Samorząd lekarski prosi premiera o spotkanie. Powodem ma być sytuacja zagrożenia dla funkcjonowania systemu ochrony zdrowia i kryzys zaufania do zawodu lekarza - napisała Naczelna Rada Lekarska w liście do premiera. Według Rady, minister zdrowia podejmuje rozmowy z lekarzami nie po to, by ratować system, ale prowadzi grę polityczną.
Minister Bartosz Arłukowicz, pytany o list, nie krył oburzenia. Mówił, że prezes Hamankiewicz narzeka na brak spotkań ale tak nie jest. Minister zdrowia uczestniczył dziś w spotkaniu rzeczników odpowiedzialności zawodowej lekarzy, które odbyło się w Warszawie.
Prezes Naczelnej Rady Lekarskiej Maciej Hamankiewicz mówił, że sytuacja wymaga interwencji na wyższym szczeblu bo minister stara się odwrócić uwagę od rzeczywistych problemów i zajmuje się tymi pobocznymi.

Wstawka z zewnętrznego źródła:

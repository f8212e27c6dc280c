//! Persistent key-value storage behind an async trait.
//!
//! The SDK persists cross-restart state (session, config cache blob, spilled
//! events) through [`KvStore`]; the backend is pluggable and only key → string
//! blob semantics are assumed. Writes must be durable before returning.

// std
use std::{collections::HashMap, path::PathBuf};
// crates.io
use async_trait::async_trait;
use tokio::{fs, io::AsyncWriteExt, sync::RwLock};
// self
use crate::_prelude::*;

/// Store key for the active session record.
pub const KEY_CURRENT_SESSION: &str = "current_session";
/// Store key for the last recorded application start time.
pub const KEY_LAST_APP_START: &str = "last_app_start";
/// Store key for the timestamp at which the app entered background.
pub const KEY_BACKGROUND_TIMESTAMP: &str = "background_timestamp";
/// Store key for the persisted config cache blob.
pub const KEY_CONFIG_CACHE_BLOB: &str = "config_cache_blob";
/// Prefix of the rolling keys holding spilled event batches.
pub const KEY_EVENTS_SPILL_PREFIX: &str = "events_spill_";

/// Async key → string blob store.
#[async_trait]
pub trait KvStore: Send + Sync + std::fmt::Debug {
	/// Read the value stored under `key`.
	async fn get(&self, key: &str) -> Result<Option<String>>;
	/// Durably write `value` under `key`.
	async fn set(&self, key: &str, value: &str) -> Result<()>;
	/// Remove `key` if present.
	async fn remove(&self, key: &str) -> Result<()>;
	/// List every stored key.
	async fn keys(&self) -> Result<Vec<String>>;
	/// Remove all stored keys.
	async fn clear(&self) -> Result<()>;
}

/// Volatile in-memory store used in tests and as an explicit opt-out of
/// persistence.
#[derive(Debug, Default)]
pub struct MemoryKvStore {
	entries: RwLock<HashMap<String, String>>,
}
impl MemoryKvStore {
	/// Create an empty store.
	pub fn new() -> Self {
		Self::default()
	}
}
#[async_trait]
impl KvStore for MemoryKvStore {
	async fn get(&self, key: &str) -> Result<Option<String>> {
		Ok(self.entries.read().await.get(key).cloned())
	}

	async fn set(&self, key: &str, value: &str) -> Result<()> {
		self.entries.write().await.insert(key.to_string(), value.to_string());

		Ok(())
	}

	async fn remove(&self, key: &str) -> Result<()> {
		self.entries.write().await.remove(key);

		Ok(())
	}

	async fn keys(&self) -> Result<Vec<String>> {
		Ok(self.entries.read().await.keys().cloned().collect())
	}

	async fn clear(&self) -> Result<()> {
		self.entries.write().await.clear();

		Ok(())
	}
}

/// File-backed store keeping one file per key under an SDK-owned directory.
///
/// Writes go to a sibling temp file, are synced to disk, then renamed over the
/// target so a crash never leaves a half-written value behind.
#[derive(Debug)]
pub struct FileKvStore {
	root: PathBuf,
}
impl FileKvStore {
	/// Open (creating if needed) a store rooted at `root`.
	pub async fn open(root: impl Into<PathBuf>) -> Result<Self> {
		let root = root.into();

		fs::create_dir_all(&root).await?;

		Ok(Self { root })
	}

	fn path_for(&self, key: &str) -> PathBuf {
		// Keys are SDK-owned identifiers; escape anything path-hostile anyway.
		let sanitized: String = key
			.chars()
			.map(|c| if c.is_ascii_alphanumeric() || matches!(c, '-' | '_' | '.') { c } else { '_' })
			.collect();

		self.root.join(format!("{sanitized}.kv"))
	}
}
#[async_trait]
impl KvStore for FileKvStore {
	async fn get(&self, key: &str) -> Result<Option<String>> {
		match fs::read_to_string(self.path_for(key)).await {
			Ok(value) => Ok(Some(value)),
			Err(err) if err.kind() == std::io::ErrorKind::NotFound => Ok(None),
			Err(err) => Err(err.into()),
		}
	}

	async fn set(&self, key: &str, value: &str) -> Result<()> {
		let target = self.path_for(key);
		let tmp = target.with_extension("kv.tmp");
		let mut file = fs::File::create(&tmp).await?;

		file.write_all(value.as_bytes()).await?;
		file.sync_all().await?;
		drop(file);
		fs::rename(&tmp, &target).await?;

		Ok(())
	}

	async fn remove(&self, key: &str) -> Result<()> {
		match fs::remove_file(self.path_for(key)).await {
			Ok(()) => Ok(()),
			Err(err) if err.kind() == std::io::ErrorKind::NotFound => Ok(()),
			Err(err) => Err(err.into()),
		}
	}

	async fn keys(&self) -> Result<Vec<String>> {
		let mut keys = Vec::new();
		let mut entries = fs::read_dir(&self.root).await?;

		while let Some(entry) = entries.next_entry().await? {
			let name = entry.file_name();
			let Some(name) = name.to_str() else { continue };

			if let Some(stem) = name.strip_suffix(".kv") {
				keys.push(stem.to_string());
			}
		}

		Ok(keys)
	}

	async fn clear(&self) -> Result<()> {
		for key in self.keys().await? {
			self.remove(&key).await?;
		}

		Ok(())
	}
}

Według prezesa, wobec - jak określił - niemożności ministra, to premier odpowiada za to, co dzieje się w ochronie zdrowia. Dotychczas premier nie odpowiadał na listy lekarzy.
Komentarze(18)
Pokaż:
Jeden Rudy, drugi Rudy, a nas mają w doopie !
O Matko, nie no świetne: - likarze piszą do największego NIEROBA, który też zajma się duperelami.
Hej !-
Młodzi jadą do UE mają am dobrą opinię i dobrą kasę...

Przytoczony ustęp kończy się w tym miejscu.